僕が高校3年生の時、母が乳がんになった。
それから2017年6月に息を引き取るまでの間、母は母らしく生きた。
友達の多い母だった。人が好きな母だった。母の周りにはいつも人がいた。友達と山に登った、温泉に出掛けた、はるばる僕の家に遊びに来た。

自宅で過ごした最後の日々もそうだった。
治療を止めた母の願いは、余生を自宅で過ごすこと。当初、僕は自宅で母を看ることに対して恐怖心があった。
もしもの時に何ができる?
救急車を呼んでもいいの?
がんに関する知識の少なさが恐怖心をもたらしたのだろう。

そんな恐怖心を解きほぐしてくれたのは訪問医さんだった。
母の病状の説明から始まり、これから起こりうる容体の悪化、その際の医療などを丁寧に話してくれた。
特に印象的だったのは「なだらかな下り坂」という言葉。急な坂道を転がり落ちるのではなく、痛みや苦しみを医療の力で緩和してなだらかにしてゆく、という意味だ。

僕たちにできることを教えてくれたのは訪問看護師さんだった。
手際よく着替えを補助したり、お風呂代わりに体を拭いたり、その日の母の体調に合わせた無理のない介護方法を伝えてくれた。看護師さんと母との会話をまるで友達同士のように感じることもあった。

小さな後悔はある。
ただ、それを大きく上回るのが、母と一緒の時間を過ごせた充実感。2年経った今でも、笑顔も涙もあったあの日々が大切な思い出としてしっかり胸に刻まれている。

がんを抱えて、自分らしく生きたい

そんな折、Twitterで気になる書籍の情報を見掛けた。
それが、西智弘さんの新書「がんを抱えて、自分らしく生きたい」。

副題に「がんと共に生きた人が 緩和ケア医に伝えた10の言葉」とある。
多くのがん患者たちが抗がん剤と緩和ケアの専門家である著者に語ってきた言葉を通し、がんという病を抱えてどう生きていくのかについて考える本だ。

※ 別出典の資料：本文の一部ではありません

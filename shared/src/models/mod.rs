//! Data models for vaultport
//!
//! `source` mirrors the Bitwarden CLI records the migration reads;
//! `entry` is the normalized payload written to the vault store.

pub mod entry;
pub mod source;

pub use entry::*;
pub use source::*;
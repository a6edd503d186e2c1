// SPDX-License-Identifier: AGPL-3.0-or-later
//
// Copyright (C) 2026 Relational Network

//! Platform and launch wallet provisioning.
//!
//! Each user has one lazily created platform wallet that funds their
//! launches. Launch wallets are generated fresh for every launch. Secrets are
//! encrypted by the vault before they are handed to anything else.

use std::sync::Arc;

use chrono::Utc;
use tracing::info;

use crate::blockchain::generate_keypair;
use crate::storage::{AuditEvent, AuditEventType, AuditRepository, Ledger, LedgerError, PlatformWallet};
use crate::vault::{SecretVault, VaultError};

#[derive(Debug, thiserror::Error)]
pub enum ProvisionError {
    #[error(transparent)]
    Vault(#[from] VaultError),

    #[error(transparent)]
    Ledger(#[from] LedgerError),

    #[error("no platform wallet for user {0}")]
    MissingPlatformWallet(String),
}

/// A freshly generated launch wallet.
#[derive(Debug, Clone)]
pub struct GeneratedWallet {
    pub address: String,
    pub secret_encrypted: String,
}

pub struct WalletProvisioner {
    ledger: Arc<Ledger>,
    vault: SecretVault,
}

impl WalletProvisioner {
    pub fn new(ledger: Arc<Ledger>, vault: SecretVault) -> Self {
        Self { ledger, vault }
    }

    /// Return the user's platform wallet address, creating the wallet on first use.
    ///
    /// Concurrent first calls may each generate a keypair; only the first
    /// one persisted is kept and every caller gets its address.
    pub fn get_or_create_platform_wallet(&self, owner_user_id: &str) -> Result<String, ProvisionError> {
        if let Some(existing) = self.ledger.get_platform_wallet(owner_user_id)? {
            return Ok(existing.address);
        }

        let keypair = generate_keypair();
        let candidate = PlatformWallet {
            owner_user_id: owner_user_id.to_string(),
            address: keypair.address,
            secret_encrypted: self.vault.encrypt_str(&keypair.secret_hex)?,
            created_at: Utc::now(),
        };
        let candidate_address = candidate.address.clone();

        let stored = self.ledger.insert_platform_wallet_if_absent(candidate)?;
        if stored.address == candidate_address {
            info!(
                user_id = %owner_user_id,
                address = %stored.address,
                "Platform wallet created"
            );
            let event = AuditEvent::new(AuditEventType::PlatformWalletCreated)
                .with_user(owner_user_id)
                .with_resource("platform_wallet", owner_user_id)
                .with_details(serde_json::json!({ "address": stored.address }));
            if let Err(e) = AuditRepository::new(&self.ledger).log(&event) {
                tracing::warn!(error = %e, "Failed to record audit event");
            }
        }

        Ok(stored.address)
    }

    /// Generate a launch wallet. Nothing is persisted.
    pub fn generate_launch_wallet(&self) -> Result<GeneratedWallet, ProvisionError> {
        let keypair = generate_keypair();
        Ok(GeneratedWallet {
            secret_encrypted: self.vault.encrypt_str(&keypair.secret_hex)?,
            address: keypair.address,
        })
    }

    /// Decrypt the platform wallet secret of a user.
    pub fn platform_secret(&self, owner_user_id: &str) -> Result<String, ProvisionError> {
        let wallet = self
            .ledger
            .get_platform_wallet(owner_user_id)?
            .ok_or_else(|| ProvisionError::MissingPlatformWallet(owner_user_id.to_string()))?;

        Ok(self.vault.decrypt_to_string(&wallet.secret_encrypted)?)
    }
}
// SPDX-License-Identifier: AGPL-3.0-or-later
//
// Copyright (C) 2026 Relational Network

//! EVM address validation.

use std::str::FromStr;

use alloy::primitives::Address;

#[derive(Debug, Clone, PartialEq, Eq, thiserror::Error)]
pub enum AddressError {
    #[error("address is empty")]
    Empty,

    #[error("address must be 0x followed by 40 hex characters")]
    Malformed,

    #[error("address must not be the zero address")]
    Zero,
}

/// Parse a `0x`-prefixed, 40-hex-character address.
pub fn parse_address(raw: &str) -> Result<Address, AddressError> {
    let raw = raw.trim();
    if raw.is_empty() {
        return Err(AddressError::Empty);
    }

    let Some(hex) = raw.strip_prefix("0x") else {
        return Err(AddressError::Malformed);
    };
    if hex.len() != 40 || !hex.chars().all(|c| c.is_ascii_hexdigit()) {
        return Err(AddressError::Malformed);
    }

    Address::from_str(raw).map_err(|_| AddressError::Malformed)
}

/// Parse an address that is allowed to receive funds.
pub fn validate_recipient(raw: &str) -> Result<Address, AddressError> {
    let address = parse_address(raw)?;
    if address.is_zero() {
        return Err(AddressError::Zero);
    }
    Ok(address)
}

この本は決して医学書ではなく、自分自身の死生観や人生観を見つめ直すきっかけを与えてくれる本だと僕は感じた。
また、この本のおかげで医療分野について僕が初めて知ったこともある。それは、診断された時から緩和ケアを受けることが常識、ということ。もっと言えば、患者自身の生き方や価値観に合わせた医療がある、ということ。

長年がんと闘いながら多くの友達に囲まれ笑って泣いて生きた母を持つ子として、ひょっとしたらいつか患者になる可能性もあるひとりの人間として、僕はこの本に出会えてよかった。心からそう思う。

夏休みの読書感想文が苦手だった僕が多くを綴ることは止めようと思う。まえがきを抜粋して、あらすじを書いて、あとがきを写しておしまいとなり兼ねない。それはマズイ。
なによりも、是非実際に読んでほしいと思う。今がんの病を抱えている人や側で支えている人はもちろん、元気に日常を暮らしている人も。

僕自身、何度も読み返したいと思っている。
命を宿した患者たちの言葉を噛み締めて、僕らしく生きることについて考え続けていきたいと思う。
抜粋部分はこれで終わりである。